Easy access apps like Robinhood, which allow ordinary Americans to make stock market trades at almost no initial cost, have spurred a boom in direct investment over the past year as trillions of dollars in official stimulus drove markets higher.

On GameStop, the retail army have pitched themselves against some of the institutional short-sellers – a traditional area for hedge funds – who promote and bet on falls in companies they judge as weak.

The 20 small-cap Russell 2000 index companies with the biggest bearish bets against them have risen 60 percent on average so far this year, easily outperforming the rest of the market, a Reuters analysis of Refinitiv data shows.

Early on Tuesday, short sellers in GameStop were down $5 billion on a mark-to-market, net-of-financing basis in 2021, according to analytics firm S3 Partners. 

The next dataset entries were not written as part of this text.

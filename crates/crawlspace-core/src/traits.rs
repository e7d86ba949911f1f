use std::time::Duration;

use async_trait::async_trait;
use bytes::Bytes;
use http::{HeaderMap, StatusCode};
use url::Url;

use crate::error::TransportError;

/// Per-call options handed to the transport.
#[derive(Debug, Clone, Default)]
pub struct FetchOptions {
    pub headers: HeaderMap,
    /// Overrides the transport's default timeout when set.
    pub timeout: Option<Duration>,
}

impl FetchOptions {
    pub fn with_headers(headers: HeaderMap) -> Self {
        Self {
            headers,
            timeout: None,
        }
    }
}

/// What the transport hands back before it is tied to a [`crate::Request`].
#[derive(Debug, Clone)]
pub struct RawResponse {
    pub status: StatusCode,
    pub headers: HeaderMap,
    pub body: Bytes,
}

/// Performs the actual network fetch.
///
/// Every HTTP status is a successful fetch; only failures to get a response at
/// all are errors. Timeout policy lives behind this trait.
#[async_trait]
pub trait Transport: Send + Sync {
    async fn fetch(&self, url: &Url, options: &FetchOptions) -> Result<RawResponse, TransportError>;
}
use async_trait::async_trait;
use http::HeaderValue;
use http::header::USER_AGENT;
use serde::Deserialize;
use serde_json::Value;

use super::{DownloaderMiddleware, MiddlewareAction, parse_options};
use crate::error::CrawlError;
use crate::request::Request;
use crate::traits::Transport;

/// Sent when neither the run nor the transport configures one.
pub const DEFAULT_USER_AGENT: &str = concat!("crawlspace/", env!("CARGO_PKG_VERSION"));

#[derive(Debug, Clone, PartialEq, Eq, Deserialize)]
#[serde(rename_all = "camelCase", deny_unknown_fields, default)]
pub struct UserAgentOptions {
    pub user_agent: String,
}

impl Default for UserAgentOptions {
    fn default() -> Self {
        Self {
            user_agent: DEFAULT_USER_AGENT.to_string(),
        }
    }
}

/// Sets the `User-Agent` header on every outgoing request.
#[derive(Debug, Clone)]
pub struct UserAgentMiddleware {
    header: HeaderValue,
}

impl UserAgentMiddleware {
    pub fn new() -> Self {
        Self {
            header: HeaderValue::from_static(DEFAULT_USER_AGENT),
        }
    }

    pub fn user_agent(&self) -> &str {
        self.header.to_str().unwrap_or_default()
    }
}

impl Default for UserAgentMiddleware {
    fn default() -> Self {
        Self::new()
    }
}

#[async_trait]
impl DownloaderMiddleware for UserAgentMiddleware {
    fn name(&self) -> &'static str {
        "UserAgentMiddleware"
    }

    fn configure(&mut self, options: &Value) -> Result<(), CrawlError> {
        let options: UserAgentOptions = parse_options(self.name(), options)?;
        self.header = HeaderValue::from_str(&options.user_agent).map_err(|e| {
            CrawlError::Configuration(format!(
                "invalid user agent '{}': {e}",
                options.user_agent
            ))
        })?;
        Ok(())
    }

    async fn handle_request(
        &self,
        mut request: Request,
        _transport: &dyn Transport,
    ) -> MiddlewareAction<Request> {
        request.headers_mut().insert(USER_AGENT, self.header.clone());
        MiddlewareAction::Continue(request)
    }
}
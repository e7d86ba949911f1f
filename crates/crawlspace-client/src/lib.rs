pub mod config;
pub mod transport;

pub use config::ClientConfig;
pub use transport::ReqwestTransport;
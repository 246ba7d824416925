//! Service configuration from the process environment.

pub mod loader;
pub mod types;

pub use loader::*;
pub use types::*;
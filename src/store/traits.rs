//! NoteStore trait definition

use async_trait::async_trait;
use mongodb::bson::{oid::ObjectId, Document};

use crate::error::StoreError;

pub type StoreResult<T> = Result<T, StoreError>;

/// Document-level operations on the notes collection.
///
/// Implementations must be safe to share across concurrent requests; each call is a
/// single store operation and is attempted exactly once.
#[async_trait]
pub trait NoteStore: Send + Sync {
    /// All documents whose fields equal every entry of `filter`.
    async fn find(&self, filter: Document) -> StoreResult<Vec<Document>>;

    async fn find_by_id(&self, id: ObjectId) -> StoreResult<Option<Document>>;

    /// Inserts `doc` and returns the store-generated identifier.
    async fn insert(&self, doc: Document) -> StoreResult<ObjectId>;

    /// Applies `set` as a field-level merge and returns the post-update document,
    /// or `None` when no document has that id.
    async fn update_by_id(&self, id: ObjectId, set: Document) -> StoreResult<Option<Document>>;

    /// Returns whether a document was removed.
    async fn delete_by_id(&self, id: ObjectId) -> StoreResult<bool>;

    /// Round-trip to the backing store, used by readiness checks.
    async fn ping(&self) -> StoreResult<()>;
}
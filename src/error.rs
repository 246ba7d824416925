//! Typed errors and HTTP mapping.

use axum::{
    http::StatusCode,
    response::{IntoResponse, Response},
    Json,
};
use thiserror::Error;

use crate::response::error_body;

#[derive(Error, Debug)]
pub enum ConfigError {
    #[error("invalid {var}: {reason}")]
    Invalid { var: &'static str, reason: String },
}

#[derive(Error, Debug)]
pub enum SecretError {
    #[error("secret '{name}' not retrievable: {source}")]
    Fetch {
        name: String,
        #[source]
        source: Box<dyn std::error::Error + Send + Sync>,
    },
    #[error("secret '{0}' not found")]
    NotFound(String),
    #[error("secret '{0}' has no string value")]
    Empty(String),
}

/// Startup failures. Both kinds abort the process before the listener binds.
#[derive(Error, Debug)]
pub enum BootstrapError {
    #[error("secret retrieval: {0}")]
    SecretRetrieval(#[from] SecretError),
    #[error("connection: {0}")]
    Connection(#[source] mongodb::error::Error),
    #[error("store: {0}")]
    Store(#[source] StoreError),
}

#[derive(Error, Debug)]
pub enum StoreError {
    #[error("database: {0}")]
    Db(#[from] mongodb::error::Error),
    #[error("unexpected inserted id: {0}")]
    InsertedId(mongodb::bson::Bson),
}

#[derive(Error, Debug)]
pub enum AppError {
    #[error("{0}")]
    BadRequest(String),
    #[error("{0}")]
    NotFound(&'static str),
    /// `message` is what the client sees; the cause is logged only.
    #[error("{message}: {source}")]
    Store {
        message: &'static str,
        #[source]
        source: StoreError,
    },
}

impl AppError {
    pub fn note_not_found() -> Self {
        AppError::NotFound("Note not found")
    }

    /// Adapter for `map_err` that tags a store failure with the client-facing message.
    pub fn store(message: &'static str) -> impl FnOnce(StoreError) -> AppError {
        move |source| AppError::Store { message, source }
    }
}

impl IntoResponse for AppError {
    fn into_response(self) -> Response {
        let (status, message) = match &self {
            AppError::BadRequest(m) => (StatusCode::BAD_REQUEST, m.clone()),
            AppError::NotFound(m) => (StatusCode::NOT_FOUND, (*m).to_string()),
            AppError::Store { message, source } => {
                tracing::error!(error = %source, "{}", message);
                (StatusCode::INTERNAL_SERVER_ERROR, (*message).to_string())
            }
        };
        (status, Json(error_body(message))).into_response()
    }
}
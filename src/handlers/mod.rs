//! HTTP handlers for note CRUD.

pub mod notes;
pub use notes::*;
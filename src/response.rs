//! Response helpers. Bodies are bare JSON documents; failures carry a single `error` string.

use axum::{http::StatusCode, Json};
use serde::Serialize;
use serde_json::Value;

#[derive(Serialize)]
pub struct ErrorBody {
    pub error: String,
}

#[derive(Serialize)]
pub struct MessageBody {
    pub message: &'static str,
}

pub fn ok<T: Serialize>(data: T) -> (StatusCode, Json<T>) {
    (StatusCode::OK, Json(data))
}

pub fn created<T: Serialize>(data: T) -> (StatusCode, Json<T>) {
    (StatusCode::CREATED, Json(data))
}

pub fn message(message: &'static str) -> (StatusCode, Json<MessageBody>) {
    (StatusCode::OK, Json(MessageBody { message }))
}

pub fn error_body(message: String) -> ErrorBody {
    ErrorBody { error: message }
}

/// Untyped form of [`ErrorBody`], handy for fallbacks and tests.
pub fn error_value(message: &str) -> Value {
    serde_json::json!({ "error": message })
}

Why regulators may scrutinize GameStop’s Reddit-driven small investor stock surge

Shares of video game retailer GameStop Corp surged nearly 700% over the past week as retail investors piled in to the stock, appearing to be urged on by bullish posts in popular online forum Reddit as opposed to any fundamental changes in the company’s finances or prospects. GameS
top’s interstellar surge has sparked calls for regulatory scrutiny. Why?

MARKET MANIPULATION

U.S. law bars the dissemination of false or misleading information with the aim of manipulating investors into buying or selling securities, as seen during a rash of ‘pump and dump’ schemes during the early 2000s dot.com boom.

Regulators are likely to explore whether Reddit was used in a similar way, after thousands of messages hyped up the stock and urged other investors to hold on to their shares or buy more.

‘GME IS THE HOLY GRAIL,’ wrote one user on Wednesday, urging others to keep pushing the stock higher. ‘WE ARE STILL GOING TO THE MOON…ITS NOT TOO LATE TO BUY.’

Jacob Frenkel, Securities Enforcement Practice chair for law firm Dickinson Wright, said the SEC would likely look at whether the messaging by investors holding the stock long-term and activists betting against it was manipulative.

‘With federal prosecutors having become much more sophisticated in their cases over the years on securities trading … it is reasonable to believe that any SEC investigation could well have a parallel criminal investigation,’ he added.

The U.S. Securities and Exchange Commission declined to comment, as did the Southern District of New York which could have jurisdiction over a criminal case.

STOCK EXCHANGE HALTS

Wild swings in GameStop’s shares led the New York Stock Exchange (NYSE) to halt trading in the company several times this week. But lawyers said there was sufficient marketplace confusion to warrant a longer suspension.

On Wednesday, the Massachusetts state regulator, William Galvin, called on NYSE to suspend GameStop for 30 days to allow a cooling-off period. ‘This isn´t investing, this is gambling,’ he told Reuters in an interview. ‘This is obviously contrived.’

Lawyers said the incident could prompt a broader review of share suspension rules.

‘I could see the SEC encouraging the NYSE to put in place rules that might smooth such swings as a result of retail investment activity,’ said Marc Adesso, partner at Saul Ewing Arnstein & Lehr. NYSE declined to comment.

RISE OF LOW-COST RETAIL BROKERS

The GameStop saga has again shone a spotlight on low-cost retail trading platforms which have allowed millions of ordinary Americans to trade stocks. Consumer advocates say retail investors are taking risks they may not understand and incurring hidden costs that are rarely fully disclosed. ‘So much of this trading has been fueled by broker de facto claims of ‘free trading’… but that is false and misleading and the SEC should say that and stop it,’ said Dennis Kelleher, CEO of progressive think tank Better Markets.

The combination of accessible retail trading and social media could upend the market if not adequately policed, Galvin warned.

‘It’s diminishing the integrity of the marketplace and it´s putting individual investors at risk.’ he said.